Ann Hutton

Author, essayist, journalist, poet

Platform

I took motorcycle riding lessons with Garden State Motorcycle Safety School in New Brunswick, NJ, when I was 52 years old.  I was back in college to finish the Bachelor’s Degree I’d started at the University of California at Irvine in 1967. After parenting five children into their own college years, I was ready to reinvent myself. In that long interim, personal computer technology advanced to the point of being both necessary and affordable for everyone in the family, and I threw myself into mastering its use in my studies.

I enrolled in the low-residency program at Vermont College (now a part of Union Institute and University) to complete the three semesters of work required for my degree. What I discovered there was the well-established genre: creative non-fiction, an area of study I had not come across in my previous years of higher education. It was like coming home. For the next eighteen months, I was immersed in a rich variety memoirs, personal narratives, essays, and narrative journalism. I had found my niche, it seemed.

After graduating, I started to write professionally—learning to craft stories and reports, getting familiar and comfortable with pitching and being edited, settling into a workable schedule to meet deadlines, gaining experience in interviewing people, and embracing the whole process.

At Ulster Publishing in Kingston, New York, I’ve taken assignments for The Almanac Weekly, an arts and entertainment insert that goes into UP’s four community weeklies: Kingston Times, Woodstock Times, New Paltz Times, and Saugerties Times, now consolidated into one print edition known as HV1. I developed a monthly column called “Bookings” to review books and list author appearances at bookstores and other venues in the Hudson Valley. And I sometimes contributed feature articles to Special Sections for the newspaper.

Additionally, I’ve written pieces for publication, both pitched and assigned, for a number of regional magazines: Chronogram, Upstate House, Kaatskill Life Magazine, Hudson Valley Magazine, Green Door Magazine, and Catskill Mountain Region Guide.

I have volunteered for local grass-roots non-profit organizations, such as O+ in Kingston, NY, Circle of Friends for the Dying of Ulster County, and Project Hope (a woman to woman mentoring program, also based in Kingston).

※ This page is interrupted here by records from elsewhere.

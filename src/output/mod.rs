//! Persisting generated bundles to disk

pub mod writer;

pub use writer::BundleWriter;
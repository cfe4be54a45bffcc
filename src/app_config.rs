//! The authoritative description of what to deploy.
//!
//! An `AppConfig` is created by intent extraction, refined by the merger and
//! read by the generator. Its enumerated fields are closed types, so the only
//! invariants that need checking at runtime are the port range and the
//! filesystem safety of the name.

use crate::stack::{AppType, CloudProvider, DeploymentMode};
use serde::{Deserialize, Serialize};
use std::collections::BTreeSet;
use std::fmt;
use thiserror::Error;

/// Name used when nothing better can be derived.
pub const DEFAULT_APP_NAME: &str = "myapp";

/// Longest name accepted; keeps derived resource names within cloud limits.
pub const MAX_NAME_LEN: usize = 40;

#[derive(Debug, Error, Clone, PartialEq, Eq)]
pub enum ConfigInvariantError {
    #[error("Port {0} is outside the valid TCP range 1-65535")]
    PortOutOfRange(u32),

    #[error("Application name '{0}' is not filesystem-safe")]
    UnsafeName(String),
}

#[derive(Debug, Clone, PartialEq, Eq, Serialize, Deserialize)]
pub struct AppConfig {
    pub name: String,
    pub app_type: AppType,
    pub cloud_provider: CloudProvider,
    pub deployment_mode: DeploymentMode,
    pub port: u16,
    pub dependencies: BTreeSet<String>,
}

impl Default for AppConfig {
    fn default() -> Self {
        Self::for_app_type(AppType::Generic)
    }
}

impl AppConfig {
    /// Configuration for `app_type` with its default port and derived name.
    pub fn for_app_type(app_type: AppType) -> Self {
        Self {
            name: derived_name(app_type),
            app_type,
            cloud_provider: CloudProvider::default(),
            deployment_mode: DeploymentMode::default(),
            port: app_type.default_port(),
            dependencies: BTreeSet::new(),
        }
    }

    pub fn validate(&self) -> Result<(), ConfigInvariantError> {
        if self.port == 0 {
            return Err(ConfigInvariantError::PortOutOfRange(0));
        }
        if !is_safe_name(&self.name) {
            return Err(ConfigInvariantError::UnsafeName(self.name.clone()));
        }
        Ok(())
    }

    /// Directory the bundle is written to, relative to the output root.
    pub fn output_dir_name(&self) -> String {
        format!("deployment_{}", self.name)
    }
}

impl fmt::Display for AppConfig {
    fn fmt(&self, f: &mut fmt::Formatter<'_>) -> fmt::Result {
        write!(
            f,
            "{} ({}, port {}, {} on {})",
            self.name, self.app_type, self.port, self.deployment_mode, self.cloud_provider
        )
    }
}

/// Name derived from the application type when the request names nothing.
pub fn derived_name(app_type: AppType) -> String {
    match app_type {
        AppType::Generic => DEFAULT_APP_NAME.to_string(),
        other => format!("{}-app", other.as_str()),
    }
}

/// Lowercases and replaces anything outside `[a-z0-9-]` so the result can be
/// used as a directory name and as a cloud resource name.
pub fn sanitize_name(raw: &str) -> Option<String> {
    let mut out = String::with_capacity(raw.len());
    let mut last_dash = true;

    for c in raw.trim().chars().flat_map(char::to_lowercase) {
        if c.is_ascii_alphanumeric() {
            out.push(c);
            last_dash = false;
        } else if !last_dash {
            out.push('-');
            last_dash = true;
        }
    }

    let mut name = out.trim_end_matches('-').to_string();
    if name.len() > MAX_NAME_LEN {
        name.truncate(MAX_NAME_LEN);
        name = name.trim_end_matches('-').to_string();
    }

    if name.is_empty() {
        None
    } else {
        Some(name)
    }
}

pub fn is_safe_name(name: &str) -> bool {
    !name.is_empty()
        && name.len() <= MAX_NAME_LEN
        && !name.starts_with('-')
        && name
            .chars()
            .all(|c| c.is_ascii_lowercase() || c.is_ascii_digit() || c == '-')
}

I’ve also assisted the production staff of the Woodstock Book Festival in Woodstock, NY, and have served as an Elections Inspector for the Ulster County Board of Elections for nearly two decades. I have led writing workshops for HealthAlliance Hospital’s Oncology Support Program, for the Breast Cancer Options Retreat at Omega Institute for women with metastatic breast cancer, and at the Lifetime Learning Institute at Bard College.

I kissed my beloved Harley Davidson Sportster goodbye a few years ago, but still have the impulse to give oncoming riders the wave–even from inside my car!